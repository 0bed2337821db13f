//! Scoped trace and span handles

use super::error::MonitoringResult;
use super::system::MonitoringSystem;
use super::traces::{LogLevel, Span, Trace, TraceStatus};
use serde_json::json;
use std::collections::HashMap;
use std::sync::Arc;
use tracing::debug;

fn abandoned_metadata() -> HashMap<String, serde_json::Value> {
    let mut metadata = HashMap::new();
    metadata.insert("abandoned".to_string(), json!(true));
    metadata
}

/// Owns an open trace. Dropping it without [`TraceGuard::finish`] finishes
/// the trace with status error and `{"abandoned": true}` metadata.
pub struct TraceGuard {
    monitoring: Arc<MonitoringSystem>,
    trace_id: String,
    finished: bool,
}

impl TraceGuard {
    pub(crate) fn new(monitoring: Arc<MonitoringSystem>, trace_id: String) -> Self {
        Self {
            monitoring,
            trace_id,
            finished: false,
        }
    }

    pub fn id(&self) -> &str {
        &self.trace_id
    }

    /// Open a top-level span
    pub fn span(&self, operation_name: &str) -> MonitoringResult<SpanGuard> {
        let span_id = self.monitoring.add_span(&self.trace_id, operation_name, None)?;
        Ok(SpanGuard::new(self.monitoring.clone(), self.trace_id.clone(), span_id))
    }

    pub fn finish(
        mut self,
        status: TraceStatus,
        metadata: HashMap<String, serde_json::Value>,
    ) -> MonitoringResult<Trace> {
        self.finished = true;
        self.monitoring.finish_trace(&self.trace_id, status, metadata)
    }
}

impl Drop for TraceGuard {
    fn drop(&mut self) {
        if self.finished {
            return;
        }

        if let Err(e) =
            self.monitoring
                .finish_trace(&self.trace_id, TraceStatus::Error, abandoned_metadata())
        {
            debug!(trace_id = %self.trace_id, error = %e, "Abandoned trace could not be finished");
        }
    }
}

/// Owns an open span; same drop semantics as [`TraceGuard`]
pub struct SpanGuard {
    monitoring: Arc<MonitoringSystem>,
    trace_id: String,
    span_id: String,
    finished: bool,
}

impl SpanGuard {
    fn new(monitoring: Arc<MonitoringSystem>, trace_id: String, span_id: String) -> Self {
        Self {
            monitoring,
            trace_id,
            span_id,
            finished: false,
        }
    }

    pub fn id(&self) -> &str {
        &self.span_id
    }

    pub fn trace_id(&self) -> &str {
        &self.trace_id
    }

    /// Open a child span
    pub fn child(&self, operation_name: &str) -> MonitoringResult<SpanGuard> {
        let span_id =
            self.monitoring
                .add_span(&self.trace_id, operation_name, Some(&self.span_id))?;
        Ok(SpanGuard::new(self.monitoring.clone(), self.trace_id.clone(), span_id))
    }

    pub fn log(
        &self,
        level: LogLevel,
        message: &str,
        fields: HashMap<String, serde_json::Value>,
    ) -> MonitoringResult<()> {
        self.monitoring
            .add_span_log(&self.trace_id, &self.span_id, level, message, fields)
    }

    pub fn finish(mut self, status: TraceStatus) -> MonitoringResult<Span> {
        self.finished = true;
        self.monitoring
            .finish_span(&self.trace_id, &self.span_id, status)
    }
}

impl Drop for SpanGuard {
    fn drop(&mut self) {
        if self.finished {
            return;
        }

        let result = self
            .monitoring
            .add_span_log(
                &self.trace_id,
                &self.span_id,
                LogLevel::Warn,
                "span abandoned",
                abandoned_metadata(),
            )
            .and_then(|_| {
                self.monitoring
                    .finish_span(&self.trace_id, &self.span_id, TraceStatus::Error)
            });

        if let Err(e) = result {
            debug!(
                trace_id = %self.trace_id,
                span_id = %self.span_id,
                error = %e,
                "Abandoned span could not be finished"
            );
        }
    }
}

#[cfg(test)]
mod tests {
    use super::*;
    use crate::events::EventBus;
    use crate::monitoring::config::MonitoringConfig;

    fn monitoring() -> Arc<MonitoringSystem> {
        Arc::new(MonitoringSystem::new(
            MonitoringConfig::default(),
            EventBus::new(64),
        ))
    }

    #[test]
    fn test_explicit_finish() {
        let monitoring = monitoring();
        let guard = monitoring.trace("op", None);
        let span = guard.span("step").unwrap();
        span.finish(TraceStatus::Success).unwrap();
        let trace = guard.finish(TraceStatus::Success, HashMap::new()).unwrap();

        assert_eq!(trace.status, Some(TraceStatus::Success));
        assert!(!trace.metadata.contains_key("abandoned"));
        assert_eq!(trace.spans[0].status, Some(TraceStatus::Success));
    }

    #[test]
    fn test_dropped_trace_is_abandoned() {
        let monitoring = monitoring();
        let trace_id = {
            let guard = monitoring.trace("op", None);
            guard.id().to_string()
        };

        let trace = monitoring.get_trace(&trace_id).unwrap();
        assert_eq!(trace.status, Some(TraceStatus::Error));
        assert_eq!(trace.metadata.get("abandoned"), Some(&json!(true)));
    }

    #[test]
    fn test_dropped_span_is_abandoned() {
        let monitoring = monitoring();
        let guard = monitoring.trace("op", None);
        let span_id = {
            let span = guard.span("step").unwrap();
            let child = span.child("inner").unwrap();
            child.finish(TraceStatus::Success).unwrap();
            span.id().to_string()
        };

        let trace = monitoring.get_trace(guard.id()).unwrap();
        let span = trace.span(&span_id).unwrap();
        assert_eq!(span.status, Some(TraceStatus::Error));
        assert_eq!(span.logs.len(), 1);
        assert_eq!(trace.spans.len(), 2);
        assert_eq!(trace.spans[1].parent_span_id.as_deref(), Some(span_id.as_str()));

        guard.finish(TraceStatus::Success, HashMap::new()).unwrap();
    }

    #[test]
    fn test_error_path_finishes_trace() {
        fn failing_step(monitoring: &Arc<MonitoringSystem>) -> Result<(), String> {
            let _guard = monitoring.trace("failing", None);
            Err("boom".to_string())
        }

        let monitoring = monitoring();
        assert!(failing_step(&monitoring).is_err());

        let traces = monitoring.get_traces(&crate::monitoring::TraceFilter::new().operation("failing"));
        assert_eq!(traces.len(), 1);
        assert!(traces[0].is_finished());
    }
}
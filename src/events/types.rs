//! Domain events published on the event bus

use crate::monitoring::{Alert, AlertEvent, HealthCheck, Metric, Span, Trace};
use crate::queue::Priority;
use chrono::{DateTime, Utc};
use serde::{Deserialize, Serialize};
use std::collections::HashMap;
use uuid::Uuid;

/// Everything the orchestrator announces to subscribers
#[derive(Debug, Clone, Serialize, Deserialize)]
#[serde(tag = "type", rename_all = "snake_case")]
pub enum OrchestratorEvent {
    QueueCreated {
        queue: String,
    },
    QueueDeleted {
        queue: String,
    },
    QueuePurged {
        queue: String,
        count: usize,
    },
    MessageSent {
        queue: String,
        message_id: String,
        message_type: String,
        priority: Priority,
    },
    MessagesReceived {
        queue: String,
        message_ids: Vec<String>,
    },
    MessageAcknowledged {
        queue: String,
        message_id: String,
    },
    MessageRejected {
        queue: String,
        message_id: String,
        reason: String,
        retry_count: u32,
        dead_lettered: bool,
    },
    MessageDeadLettered {
        queue: String,
        message_id: String,
        dead_letter_queue: Option<String>,
        reason: String,
    },
    MessageVisibilityExpired {
        queue: String,
        message_id: String,
    },
    MessagesRedriven {
        dead_letter_queue: String,
        target_queue: String,
        count: usize,
    },
    ConsumerStarted {
        queue: String,
        handler: String,
    },
    ConsumerStopped {
        queue: String,
    },
    MetricRecorded {
        metric: Metric,
    },
    AlertCreated {
        alert: Alert,
    },
    AlertUpdated {
        alert: Alert,
    },
    AlertDeleted {
        alert_id: String,
    },
    AlertFired {
        alert: Alert,
        event: AlertEvent,
    },
    AlertResolved {
        alert: Alert,
        event: AlertEvent,
    },
    /// Request for an external notifier
    AlertNotify {
        alert: Alert,
        event: AlertEvent,
    },
    /// Request for external webhook delivery
    AlertWebhook {
        alert: Alert,
        event: AlertEvent,
    },
    TraceStarted {
        trace_id: String,
        operation_name: String,
    },
    TraceFinished {
        trace: Trace,
    },
    SpanStarted {
        trace_id: String,
        span_id: String,
        operation_name: String,
    },
    SpanFinished {
        span: Span,
    },
    HealthRecorded {
        check: HealthCheck,
    },
    MonitoringCleanup {
        metrics_removed: usize,
        alert_events_removed: usize,
        traces_removed: usize,
    },
}

impl OrchestratorEvent {
    /// Stable event name
    pub fn name(&self) -> &'static str {
        match self {
            OrchestratorEvent::QueueCreated { .. } => "queue:created",
            OrchestratorEvent::QueueDeleted { .. } => "queue:deleted",
            OrchestratorEvent::QueuePurged { .. } => "queue:purged",
            OrchestratorEvent::MessageSent { .. } => "message:sent",
            OrchestratorEvent::MessagesReceived { .. } => "messages:received",
            OrchestratorEvent::MessageAcknowledged { .. } => "message:acknowledged",
            OrchestratorEvent::MessageRejected { .. } => "message:rejected",
            OrchestratorEvent::MessageDeadLettered { .. } => "message:dead_lettered",
            OrchestratorEvent::MessageVisibilityExpired { .. } => "message:visibility_expired",
            OrchestratorEvent::MessagesRedriven { .. } => "messages:redriven",
            OrchestratorEvent::ConsumerStarted { .. } => "consumer:started",
            OrchestratorEvent::ConsumerStopped { .. } => "consumer:stopped",
            OrchestratorEvent::MetricRecorded { .. } => "metric:recorded",
            OrchestratorEvent::AlertCreated { .. } => "alert:created",
            OrchestratorEvent::AlertUpdated { .. } => "alert:updated",
            OrchestratorEvent::AlertDeleted { .. } => "alert:deleted",
            OrchestratorEvent::AlertFired { .. } => "alert:fired",
            OrchestratorEvent::AlertResolved { .. } => "alert:resolved",
            OrchestratorEvent::AlertNotify { .. } => "alert:notify",
            OrchestratorEvent::AlertWebhook { .. } => "alert:webhook",
            OrchestratorEvent::TraceStarted { .. } => "trace:started",
            OrchestratorEvent::TraceFinished { .. } => "trace:finished",
            OrchestratorEvent::SpanStarted { .. } => "span:started",
            OrchestratorEvent::SpanFinished { .. } => "span:finished",
            OrchestratorEvent::HealthRecorded { .. } => "health:recorded",
            OrchestratorEvent::MonitoringCleanup { .. } => "monitoring:cleanup",
        }
    }

    /// Queue the event concerns, if any
    pub fn queue(&self) -> Option<&str> {
        match self {
            OrchestratorEvent::QueueCreated { queue }
            | OrchestratorEvent::QueueDeleted { queue }
            | OrchestratorEvent::QueuePurged { queue, .. }
            | OrchestratorEvent::MessageSent { queue, .. }
            | OrchestratorEvent::MessagesReceived { queue, .. }
            | OrchestratorEvent::MessageAcknowledged { queue, .. }
            | OrchestratorEvent::MessageRejected { queue, .. }
            | OrchestratorEvent::MessageDeadLettered { queue, .. }
            | OrchestratorEvent::MessageVisibilityExpired { queue, .. }
            | OrchestratorEvent::ConsumerStarted { queue, .. }
            | OrchestratorEvent::ConsumerStopped { queue } => Some(queue),
            OrchestratorEvent::MessagesRedriven { target_queue, .. } => Some(target_queue),
            _ => None,
        }
    }
}

/// Event wrapper carrying id and publish time
#[derive(Debug, Clone, Serialize, Deserialize)]
pub struct EventEnvelope {
    pub id: String,
    pub timestamp: DateTime<Utc>,
    pub event: OrchestratorEvent,
}

impl EventEnvelope {
    pub fn new(event: OrchestratorEvent) -> Self {
        Self {
            id: Uuid::new_v4().to_string(),
            timestamp: Utc::now(),
            event,
        }
    }

    pub fn name(&self) -> &'static str {
        self.event.name()
    }
}

/// Publish counters
#[derive(Debug, Clone, Default, Serialize, Deserialize)]
pub struct EventStats {
    pub total_events: u64,
    pub events_by_name: HashMap<String, u64>,
    pub last_event_time: Option<DateTime<Utc>>,
}

impl EventStats {
    pub fn record_event(&mut self, name: &str) {
        self.total_events += 1;
        *self.events_by_name.entry(name.to_string()).or_insert(0) += 1;
        self.last_event_time = Some(Utc::now());
    }

    pub fn count(&self, name: &str) -> u64 {
        self.events_by_name.get(name).copied().unwrap_or(0)
    }
}

#[cfg(test)]
mod tests {
    use super::*;

    #[test]
    fn test_event_names() {
        let event = OrchestratorEvent::QueueCreated {
            queue: "jobs".to_string(),
        };
        assert_eq!(event.name(), "queue:created");
        assert_eq!(event.queue(), Some("jobs"));

        let event = OrchestratorEvent::AlertDeleted {
            alert_id: "a1".to_string(),
        };
        assert_eq!(event.name(), "alert:deleted");
        assert!(event.queue().is_none());
    }

    #[test]
    fn test_event_serialization_tag() {
        let envelope = EventEnvelope::new(OrchestratorEvent::MessageAcknowledged {
            queue: "jobs".to_string(),
            message_id: "m1".to_string(),
        });
        let json = serde_json::to_value(&envelope).unwrap();
        assert_eq!(json["event"]["type"], "message_acknowledged");
        assert_eq!(json["event"]["message_id"], "m1");
    }

    #[test]
    fn test_event_stats() {
        let mut stats = EventStats::default();
        stats.record_event("message:sent");
        stats.record_event("message:sent");
        stats.record_event("alert:fired");

        assert_eq!(stats.total_events, 3);
        assert_eq!(stats.count("message:sent"), 2);
        assert_eq!(stats.count("queue:deleted"), 0);
        assert!(stats.last_event_time.is_some());
    }
}
//! Message handlers invoked by consumer loops

use super::message::{Message, MessageContext};
use async_trait::async_trait;
use std::future::Future;

/// Processes one message. An `Err` rejects the message with
/// `PROCESSING_FAILED`; `Ok` acknowledges it when the consumer auto-acks.
#[async_trait]
pub trait MessageHandler: Send + Sync {
    async fn handle(&self, message: Message, context: MessageContext) -> anyhow::Result<()>;
}

#[async_trait]
impl<F, Fut> MessageHandler for F
where
    F: Fn(Message, MessageContext) -> Fut + Send + Sync + 'static,
    Fut: Future<Output = anyhow::Result<()>> + Send + 'static,
{
    async fn handle(&self, message: Message, context: MessageContext) -> anyhow::Result<()> {
        (self)(message, context).await
    }
}
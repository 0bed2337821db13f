//! Queue state storage

use super::config::QueueConfig;
use super::error::{QueueError, QueueResult};
use super::message::{delivery_order, Message};
use async_trait::async_trait;
use chrono::{DateTime, Duration as ChronoDuration, Utc};
use dashmap::mapref::entry::Entry;
use dashmap::DashMap;
use parking_lot::Mutex;
use std::collections::HashMap;
use std::sync::Arc;

/// Lease held by a received, not yet settled message
#[derive(Debug, Clone, Copy, PartialEq, Eq)]
pub struct InFlightLease {
    pub received_at: DateTime<Utc>,
    pub invisible_until: DateTime<Utc>,
}

/// Runtime state of one queue
#[derive(Debug, Clone)]
pub struct QueueState {
    pub config: QueueConfig,

    /// Live messages in delivery order; in-flight ones included
    pub messages: Vec<Message>,

    /// Message id -> lease
    pub in_flight: HashMap<String, InFlightLease>,
}

impl QueueState {
    pub fn new(config: QueueConfig) -> Self {
        Self {
            config,
            messages: Vec::new(),
            in_flight: HashMap::new(),
        }
    }

    pub fn name(&self) -> &str {
        &self.config.name
    }

    pub fn len(&self) -> usize {
        self.messages.len()
    }

    pub fn is_empty(&self) -> bool {
        self.messages.is_empty()
    }

    pub fn is_full(&self) -> bool {
        self.messages.len() >= self.config.max_size
    }

    /// Append and re-establish delivery order
    pub fn enqueue(&mut self, message: Message) {
        self.messages.push(message);
        let fifo = self.config.fifo;
        self.messages.sort_by(|a, b| delivery_order(a, b, fifo));
    }

    pub fn find(&self, message_id: &str) -> Option<&Message> {
        self.messages.iter().find(|m| m.id == message_id)
    }

    pub fn find_mut(&mut self, message_id: &str) -> Option<&mut Message> {
        self.messages.iter_mut().find(|m| m.id == message_id)
    }

    pub fn find_by_deduplication_id(&self, dedup_id: &str) -> Option<&Message> {
        self.messages
            .iter()
            .find(|m| m.deduplication_id() == Some(dedup_id))
    }

    /// Remove a message and any lease on it
    pub fn remove(&mut self, message_id: &str) -> Option<Message> {
        self.in_flight.remove(message_id);
        let index = self.messages.iter().position(|m| m.id == message_id)?;
        Some(self.messages.remove(index))
    }

    pub fn is_in_flight(&self, message_id: &str) -> bool {
        self.in_flight.contains_key(message_id)
    }

    pub fn lease(&mut self, message_id: &str, now: DateTime<Utc>) {
        let invisible_until =
            now + ChronoDuration::milliseconds(self.config.visibility_timeout_ms as i64);
        self.in_flight.insert(
            message_id.to_string(),
            InFlightLease {
                received_at: now,
                invisible_until,
            },
        );
    }

    /// Release leases whose visibility timeout elapsed; returns released ids
    pub fn release_expired_leases(&mut self, now: DateTime<Utc>) -> Vec<String> {
        let expired: Vec<String> = self
            .in_flight
            .iter()
            .filter(|(_, lease)| lease.invisible_until <= now)
            .map(|(id, _)| id.clone())
            .collect();

        for id in &expired {
            self.in_flight.remove(id);
        }

        expired
    }

    /// Drop messages older than the retention period
    pub fn drop_retention_expired(&mut self, now: DateTime<Utc>) -> Vec<Message> {
        let retention = ChronoDuration::milliseconds(self.config.message_retention_period_ms as i64);
        let (expired, kept): (Vec<Message>, Vec<Message>) = std::mem::take(&mut self.messages)
            .into_iter()
            .partition(|m| now - m.created_at >= retention);

        self.messages = kept;
        for message in &expired {
            self.in_flight.remove(&message.id);
        }

        expired
    }

    /// Remove everything, returning how many messages were dropped
    pub fn purge(&mut self) -> usize {
        let count = self.messages.len();
        self.messages.clear();
        self.in_flight.clear();
        count
    }
}

/// Shared handle to one queue's state
pub type SharedQueue = Arc<Mutex<QueueState>>;

/// Shared handle to one dead-letter collection
pub type SharedDeadLetters = Arc<Mutex<Vec<Message>>>;

/// Storage of queue state and dead-letter collections
#[async_trait]
pub trait QueueStore: Send + Sync {
    /// Prepare the backend
    async fn init(&self) -> QueueResult<()>;

    /// Release the backend; state is discarded for in-memory stores
    async fn close(&self) -> QueueResult<()>;

    /// Register a queue; fails when the name is taken
    fn insert_queue(&self, state: QueueState) -> QueueResult<SharedQueue>;

    fn get_queue(&self, name: &str) -> Option<SharedQueue>;

    fn remove_queue(&self, name: &str) -> Option<SharedQueue>;

    fn queue_names(&self) -> Vec<String>;

    /// Dead-letter collection, created on first use
    fn dead_letters(&self, name: &str) -> SharedDeadLetters;

    fn get_dead_letters(&self, name: &str) -> Option<SharedDeadLetters>;

    fn remove_dead_letters(&self, name: &str) -> Option<SharedDeadLetters>;
}

/// In-memory queue store
#[derive(Clone, Default)]
pub struct InMemoryQueueStore {
    queues: Arc<DashMap<String, SharedQueue>>,
    dead_letters: Arc<DashMap<String, SharedDeadLetters>>,
}

impl InMemoryQueueStore {
    pub fn new() -> Self {
        Self::default()
    }
}

#[async_trait]
impl QueueStore for InMemoryQueueStore {
    async fn init(&self) -> QueueResult<()> {
        tracing::debug!("In-memory queue store initialized");
        Ok(())
    }

    async fn close(&self) -> QueueResult<()> {
        self.queues.clear();
        self.dead_letters.clear();
        tracing::debug!("In-memory queue store closed");
        Ok(())
    }

    fn insert_queue(&self, state: QueueState) -> QueueResult<SharedQueue> {
        match self.queues.entry(state.name().to_string()) {
            Entry::Occupied(entry) => Err(QueueError::QueueAlreadyExists(entry.key().clone())),
            Entry::Vacant(entry) => {
                let shared = Arc::new(Mutex::new(state));
                entry.insert(shared.clone());
                Ok(shared)
            }
        }
    }

    fn get_queue(&self, name: &str) -> Option<SharedQueue> {
        self.queues.get(name).map(|entry| entry.value().clone())
    }

    fn remove_queue(&self, name: &str) -> Option<SharedQueue> {
        self.queues.remove(name).map(|(_, queue)| queue)
    }

    fn queue_names(&self) -> Vec<String> {
        let mut names: Vec<String> = self.queues.iter().map(|e| e.key().clone()).collect();
        names.sort();
        names
    }

    fn dead_letters(&self, name: &str) -> SharedDeadLetters {
        self.dead_letters
            .entry(name.to_string())
            .or_insert_with(|| Arc::new(Mutex::new(Vec::new())))
            .value()
            .clone()
    }

    fn get_dead_letters(&self, name: &str) -> Option<SharedDeadLetters> {
        self.dead_letters.get(name).map(|entry| entry.value().clone())
    }

    fn remove_dead_letters(&self, name: &str) -> Option<SharedDeadLetters> {
        self.dead_letters.remove(name).map(|(_, dl)| dl)
    }
}

#[cfg(test)]
mod tests {
    use super::*;
    use crate::queue::message::{Priority, SendOptions};
    use serde_json::json;

    fn message(priority: Priority) -> Message {
        Message::new("t", json!(null), &SendOptions::new().with_priority(priority), 0)
    }

    #[test]
    fn test_enqueue_keeps_priority_order() {
        let mut state = QueueState::new(QueueConfig::new("jobs"));
        let low = message(Priority::Low);
        let critical = message(Priority::Critical);
        let normal = message(Priority::Normal);

        state.enqueue(low.clone());
        state.enqueue(critical.clone());
        state.enqueue(normal.clone());

        let order: Vec<&str> = state.messages.iter().map(|m| m.id.as_str()).collect();
        assert_eq!(order, vec![critical.id.as_str(), normal.id.as_str(), low.id.as_str()]);
    }

    #[test]
    fn test_lease_release() {
        let mut state = QueueState::new(QueueConfig::new("jobs").with_visibility_timeout_ms(100));
        let msg = message(Priority::Normal);
        let id = msg.id.clone();
        state.enqueue(msg);

        let now = Utc::now();
        state.lease(&id, now);
        assert!(state.is_in_flight(&id));
        assert!(state.release_expired_leases(now).is_empty());

        let released = state.release_expired_leases(now + ChronoDuration::milliseconds(150));
        assert_eq!(released, vec![id.clone()]);
        assert!(!state.is_in_flight(&id));
        assert_eq!(state.len(), 1);
    }

    #[test]
    fn test_remove_clears_lease() {
        let mut state = QueueState::new(QueueConfig::new("jobs"));
        let msg = message(Priority::Normal);
        let id = msg.id.clone();
        state.enqueue(msg);
        state.lease(&id, Utc::now());

        assert!(state.remove(&id).is_some());
        assert!(state.in_flight.is_empty());
        assert!(state.remove(&id).is_none());
    }

    #[test]
    fn test_retention_drop() {
        let mut state = QueueState::new(QueueConfig::new("jobs"));
        state.enqueue(message(Priority::Normal));
        let far_future = Utc::now() + ChronoDuration::days(5);
        assert_eq!(state.drop_retention_expired(far_future).len(), 1);
        assert!(state.is_empty());
    }

    #[tokio::test]
    async fn test_store_rejects_duplicate_queue() {
        let store = InMemoryQueueStore::new();
        store.init().await.unwrap();
        store
            .insert_queue(QueueState::new(QueueConfig::new("jobs")))
            .unwrap();
        let err = store
            .insert_queue(QueueState::new(QueueConfig::new("jobs")))
            .unwrap_err();
        assert!(matches!(err, QueueError::QueueAlreadyExists(_)));
        assert_eq!(store.queue_names(), vec!["jobs".to_string()]);
    }

    #[test]
    fn test_store_close_discards_state() {
        let store = InMemoryQueueStore::new();
        store
            .insert_queue(QueueState::new(QueueConfig::new("jobs")))
            .unwrap();
        store.dead_letters("jobs-dlq").lock().push(message(Priority::Low));

        tokio_test::block_on(store.close()).unwrap();
        assert!(store.get_queue("jobs").is_none());
        assert!(store.get_dead_letters("jobs-dlq").is_none());
    }
}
┄┄┄┄┄┄
■ About this exercise: Looking at the data above, show all lines where the word "InMemoryQueueStore" occurs.

■ Answer to this problem:
pub struct InMemoryQueueStore {
impl InMemoryQueueStore {
impl QueueStore for InMemoryQueueStore {
        let store = InMemoryQueueStore::new();
        let store = InMemoryQueueStore::new();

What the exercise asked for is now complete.